The thing women have yet to learn is nobody gives you power. You just take it. ~Roseanne Barr
I remember one of the first stories that my mother ever told me about my Grandma B. She had lived with my grandfather cheating on her for years and years. One day as she was getting ready to leave for work she found a pair of women’s underwear in the family car. She decided at that moment that enough was enough. She marched back into the farm house, loaded up a shot gun, and pointed it right at my grandfather’s head as he lay sleeping. As he awoke, she said that’s it, get your crap and get out. He was barely able to get on his clothes and get his ass out the door. She pointed the shot gun at him the entire time. Fortunately, she divorced him. She didn’t let him back in like so many women of her generation did. I’m sure it wasn’t an easy thing to do in the 60’s. But my Grandma was never much of a conventional woman. She was tough but had the kindest heart. She pretty much ran a cattle farm by herself and with the help of her three children. And God forbid if you told her she couldn’t do something. She’d go through hell just to prove to you that she could. I’m very sure that’s where I get my attitude from….

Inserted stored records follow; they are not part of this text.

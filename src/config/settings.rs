//! Lint settings resolved from a provider chain.
//!
//! Highest priority first:
//! 1. Command-line flags
//! 2. Environment: `PLUGIN_LINT_*`
//! 3. `--config` file
//! 4. User file: ~/.claude/plugin-lint.json
//! 5. Built-in defaults

use std::path::PathBuf;
use std::str::FromStr;

use serde::{Deserialize, Serialize};

use super::provider::{ConfigProvider, ConfigProviderExt};
use super::{ConfigError, ConfigResult, ValidationErrors};
use crate::plugins::{DEFAULT_PLUGIN_ROOT_TOKEN, ResolveOptions};

pub const ENV_PREFIX: &str = "PLUGIN_LINT_";
pub const USER_CONFIG_FILE: &str = "plugin-lint.json";

#[derive(Debug, Clone, Copy, Default, PartialEq, Eq, Serialize, Deserialize)]
#[serde(rename_all = "lowercase")]
pub enum OutputFormat {
    #[default]
    Human,
    Json,
}

impl FromStr for OutputFormat {
    type Err = String;

    fn from_str(s: &str) -> Result<Self, Self::Err> {
        match s.trim().to_ascii_lowercase().as_str() {
            "human" => Ok(Self::Human),
            "json" => Ok(Self::Json),
            other => Err(format!("unknown format '{other}', expected human or json")),
        }
    }
}

impl std::fmt::Display for OutputFormat {
    fn fmt(&self, f: &mut std::fmt::Formatter<'_>) -> std::fmt::Result {
        match self {
            Self::Human => write!(f, "human"),
            Self::Json => write!(f, "json"),
        }
    }
}

#[derive(Debug, Clone, PartialEq, Eq, Serialize, Deserialize)]
pub struct LintSettings {
    pub plugin_root_token: String,
    pub check_permissions: bool,
    pub format: OutputFormat,
}

impl Default for LintSettings {
    fn default() -> Self {
        Self {
            plugin_root_token: DEFAULT_PLUGIN_ROOT_TOKEN.to_string(),
            check_permissions: true,
            format: OutputFormat::Human,
        }
    }
}

impl LintSettings {
    pub const PLUGIN_ROOT_TOKEN: &'static str = "plugin_root_token";
    pub const CHECK_PERMISSIONS: &'static str = "check_permissions";
    pub const FORMAT: &'static str = "format";

    /// Reads every setting, falling back to defaults for absent keys.
    /// All invalid values are reported together.
    pub async fn from_provider<P: ConfigProvider + ?Sized>(provider: &P) -> ConfigResult<Self> {
        let mut settings = Self::default();
        let mut errors = Vec::new();

        match provider.get::<String>(Self::PLUGIN_ROOT_TOKEN).await {
            Ok(Some(token)) if token.is_empty() => errors.push(ConfigError::InvalidValue {
                key: Self::PLUGIN_ROOT_TOKEN.into(),
                message: "placeholder token must not be empty".into(),
            }),
            Ok(Some(token)) => settings.plugin_root_token = token,
            Ok(None) => {}
            Err(e) => errors.push(e),
        }

        match provider.get::<bool>(Self::CHECK_PERMISSIONS).await {
            Ok(Some(check)) => settings.check_permissions = check,
            Ok(None) => {}
            Err(e) => errors.push(e),
        }

        match provider.get::<String>(Self::FORMAT).await {
            Ok(Some(raw)) => match raw.parse() {
                Ok(format) => settings.format = format,
                Err(message) => errors.push(ConfigError::InvalidValue {
                    key: Self::FORMAT.into(),
                    message,
                }),
            },
            Ok(None) => {}
            Err(e) => errors.push(e),
        }

        match errors.len() {
            0 => Ok(settings),
            1 => Err(errors.remove(0)),
            _ => Err(ConfigError::ValidationErrors(ValidationErrors(errors))),
        }
    }

    pub fn resolve_options(&self) -> ResolveOptions {
        ResolveOptions {
            plugin_root_token: self.plugin_root_token.clone(),
            check_permissions: self.check_permissions,
        }
    }

    /// `~/.claude/plugin-lint.json`, when a home directory is known.
    pub fn user_config_path() -> Option<PathBuf> {
        crate::common::home_dir().map(|home| home.join(".claude").join(USER_CONFIG_FILE))
    }
}

#[cfg(test)]
mod tests {
    use super::*;
    use crate::config::{CompositeConfigProvider, MemoryConfigProvider};

    #[tokio::test]
    async fn test_defaults() {
        let settings = LintSettings::from_provider(&CompositeConfigProvider::new())
            .await
            .unwrap();
        assert_eq!(settings, LintSettings::default());
        assert_eq!(settings.plugin_root_token, "${CLAUDE_PLUGIN_ROOT}");
        assert!(settings.check_permissions);
    }

    #[tokio::test]
    async fn test_values_from_provider() {
        let provider = MemoryConfigProvider::named("test")
            .value("plugin_root_token", "@ROOT@")
            .value("check_permissions", "false")
            .value("format", "JSON");

        let settings = LintSettings::from_provider(&provider).await.unwrap();
        assert_eq!(settings.plugin_root_token, "@ROOT@");
        assert!(!settings.check_permissions);
        assert_eq!(settings.format, OutputFormat::Json);

        let options = settings.resolve_options();
        assert_eq!(options.plugin_root_token, "@ROOT@");
        assert!(!options.check_permissions);
    }

    #[tokio::test]
    async fn test_invalid_values_are_collected() {
        let provider = MemoryConfigProvider::named("test")
            .value("check_permissions", "sometimes")
            .value("format", "xml");

        match LintSettings::from_provider(&provider).await {
            Err(ConfigError::ValidationErrors(errors)) => assert_eq!(errors.0.len(), 2),
            other => panic!("unexpected result: {other:?}"),
        }
    }

    #[tokio::test]
    async fn test_single_invalid_value() {
        let provider = MemoryConfigProvider::named("test").value("plugin_root_token", "");
        assert!(matches!(
            LintSettings::from_provider(&provider).await,
            Err(ConfigError::InvalidValue { key, .. }) if key == "plugin_root_token"
        ));
    }

    #[test]
    fn test_output_format_parse() {
        assert_eq!("human".parse::<OutputFormat>().unwrap(), OutputFormat::Human);
        assert_eq!(" Json ".parse::<OutputFormat>().unwrap(), OutputFormat::Json);
        assert!("yaml".parse::<OutputFormat>().is_err());
        assert_eq!(OutputFormat::Json.to_string(), "json");
    }
}
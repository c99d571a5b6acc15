//! Inline hook configuration and plugin-root placeholder expansion.
//!
//! Accepted shapes:
//! - official: `{"hooks": {"PreToolUse": [{"matcher": "...", "hooks": [{"command": "..."}]}]}}`
//! - nested without the wrapper: `{"PreToolUse": [{"matcher": "...", "hooks": [...]}]}`
//! - flat legacy: `{"PreToolUse": ["echo pre"]}`

use std::collections::BTreeMap;
use std::path::Path;

use serde::{Deserialize, Serialize};
use serde_json::{Map, Value};

pub const DEFAULT_PLUGIN_ROOT_TOKEN: &str = "${CLAUDE_PLUGIN_ROOT}";

/// Pure string substitution; the result is never shell-evaluated.
pub fn resolve_plugin_root(value: &str, token: &str, root: &Path) -> String {
    if token.is_empty() {
        return value.to_string();
    }
    value.replace(token, &root.display().to_string())
}

/// A hook rule entry mapping an optional matcher to a list of actions.
#[derive(Debug, Clone, Serialize, Deserialize)]
pub struct HookRule {
    #[serde(default)]
    pub matcher: Option<String>,
    pub hooks: Vec<HookAction>,
}

#[derive(Debug, Clone, Serialize, Deserialize)]
pub struct HookAction {
    #[serde(rename = "type")]
    pub hook_type: String,
    #[serde(default)]
    pub command: Option<String>,
    #[serde(default)]
    pub timeout: Option<u64>,
}

#[derive(Debug, Deserialize)]
#[serde(untagged)]
enum InlineHooks {
    Official {
        hooks: BTreeMap<String, Vec<HookRule>>,
    },
    Nested(BTreeMap<String, Vec<HookRule>>),
    Flat(BTreeMap<String, Vec<String>>),
}

/// A hook command with the plugin-root placeholder expanded.
#[derive(Debug, Clone, PartialEq, Eq, Serialize, Deserialize)]
pub struct ResolvedHook {
    pub event: String,
    #[serde(default, skip_serializing_if = "Option::is_none")]
    pub matcher: Option<String>,
    pub command: String,
    #[serde(default, skip_serializing_if = "Option::is_none")]
    pub timeout_secs: Option<u64>,
}

/// Expands every command of an inline hooks object, ordered by event name.
///
/// Objects that match none of the accepted shapes are treated as opaque and
/// yield no commands.
pub fn resolve_inline_hooks(
    inline: &Map<String, Value>,
    token: &str,
    root: &Path,
) -> Vec<ResolvedHook> {
    let parsed: InlineHooks = match serde_json::from_value(Value::Object(inline.clone())) {
        Ok(parsed) => parsed,
        Err(e) => {
            tracing::debug!("Inline hooks are not in a known format, leaving opaque: {}", e);
            return Vec::new();
        }
    };

    let mut resolved = Vec::new();
    match parsed {
        InlineHooks::Official { hooks } | InlineHooks::Nested(hooks) => {
            for (event, rules) in hooks {
                for rule in rules {
                    for action in rule.hooks.iter().filter(|a| a.hook_type == "command") {
                        let Some(command) = action.command.as_deref() else {
                            continue;
                        };
                        resolved.push(ResolvedHook {
                            event: event.clone(),
                            matcher: rule.matcher.clone(),
                            command: resolve_plugin_root(command, token, root),
                            timeout_secs: action.timeout,
                        });
                    }
                }
            }
        }
        InlineHooks::Flat(hooks) => {
            for (event, commands) in hooks {
                for command in commands {
                    resolved.push(ResolvedHook {
                        event: event.clone(),
                        matcher: None,
                        command: resolve_plugin_root(&command, token, root),
                        timeout_secs: None,
                    });
                }
            }
        }
    }
    resolved
}
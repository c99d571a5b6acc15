//! The lint pipeline: load, validate, discover, resolve, report.

use std::path::Path;

use crate::config::LintSettings;
use crate::plugins::{
    ComponentDiscoverer, ManifestLoader, PathResolver, PluginDescriptor, SchemaValidator,
};
use crate::report::LintReport;

enum Validated {
    /// Fatal load error or invalid plugin manifest; nothing further runs.
    Stopped(LintReport),
    Ready(PluginDescriptor, LintReport),
}

/// Runs one pass over a plugin root. Holds no state between passes.
#[derive(Debug, Clone, Default)]
pub struct PluginLinter {
    settings: LintSettings,
    resolver: PathResolver,
}

impl PluginLinter {
    pub fn new(settings: LintSettings) -> Self {
        let resolver = PathResolver::new(settings.resolve_options());
        Self { settings, resolver }
    }

    pub fn settings(&self) -> &LintSettings {
        &self.settings
    }

    /// Full pass. Loader failures end up in [`LintReport::fatal`]; everything
    /// else is collected as violations.
    pub async fn lint(&self, root: &Path) -> LintReport {
        let (plugin, mut report) = match self.validate(root).await {
            Validated::Ready(plugin, report) => (plugin, report),
            Validated::Stopped(report) => return report,
        };
        tracing::info!("Linting plugin '{}' at {}", plugin.name(), root.display());

        let discovery = ComponentDiscoverer::discover(&plugin).await;
        report.extend(discovery.warnings);

        let (resolved, warnings) = self.resolver.resolve(discovery.components);
        report.extend(warnings);
        report.components = Some(resolved.components);
        report.hook_commands = resolved.hook_commands;

        log_outcome(&report);
        report
    }

    /// Loads, validates and discovers without resolving paths.
    pub async fn discover(&self, root: &Path) -> LintReport {
        let (plugin, mut report) = match self.validate(root).await {
            Validated::Ready(plugin, report) => (plugin, report),
            Validated::Stopped(report) => return report,
        };

        let discovery = ComponentDiscoverer::discover(&plugin).await;
        report.extend(discovery.warnings);
        report.components = Some(discovery.components);

        log_outcome(&report);
        report
    }

    async fn validate(&self, root: &Path) -> Validated {
        let loaded = match ManifestLoader::load(root).await {
            Ok(loaded) => loaded,
            Err(e) => {
                tracing::warn!("Cannot lint {}: {}", root.display(), e);
                return Validated::Stopped(LintReport::fatal(root, &e));
            }
        };

        let mut report = LintReport::new(root);
        let validation = SchemaValidator::validate(&loaded);
        report.extend(validation.violations);

        if let Some(marketplace) = &validation.marketplace {
            // sources are relative to the repository root, which is the plugin root
            report.extend(self.resolver.resolve_marketplace(marketplace, &loaded.root_dir));
        }

        match validation.plugin {
            Some(plugin) => {
                report.plugin = Some(plugin.name().to_string());
                Validated::Ready(plugin, report)
            }
            None => {
                tracing::debug!("Plugin manifest is invalid, skipping discovery");
                log_outcome(&report);
                Validated::Stopped(report)
            }
        }
    }
}

fn log_outcome(report: &LintReport) {
    if report.success {
        tracing::info!("Lint pass succeeded");
    } else {
        tracing::info!(
            "Lint pass failed: {} error(s), {} warning(s)",
            report.error_count(),
            report.warning_count()
        );
    }
}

I’m not saying Grandma B. was the typical feminist. She was so not. She got married to another man just 11 months after she divorced my grandpa, and she was very religious so she did believe that a woman should be subservient to her man. It was a strange thing to see really. Here’s my tough grandma that can do anything she sets her mind to, getting up from her warm breakfast to make sure that my step-grandpa had enough hot coffee and butter for his toast. Talk about a mixed message. It drove my mother kinda crazy. Mom would tell her privately that she needed to let him get his own damn coffee. But it was all kind of lost on Grandma. She would do it anyway. I think it secretly made her happy to take care of him. Isn’t that all we really want anyway, is to take care of those we love, and to have them take care of us? But I digress….
Now my mother is another strong female figure in my life. Though she was more than happy to wear lipstick, high heels and beautiful clothes, my momma is tough. My parents divorced when I was three so I don’t really remember ever living with Daddy. I grew up in an all woman household. My mother didn’t buy Barbie dolls for me because she said they gave young women a negative self image. However she did make sure that we always had our hair done and had nice clothes to wear. I don’t know how many times she made me and my poor sister sleep in rollers the night before school portraits were taken. Only to not get any sleep because of said rollers. We’d look like total shit for pictures from lack of sleep, but dammit our hair looked good. I love the fact that I learned how to do things on my own because of mom. I learned to cook, clean, and take care of a household. But I also learned to swing a hammer, build a deck, run electrical, and build brick walls. If something needed to be done we women did it.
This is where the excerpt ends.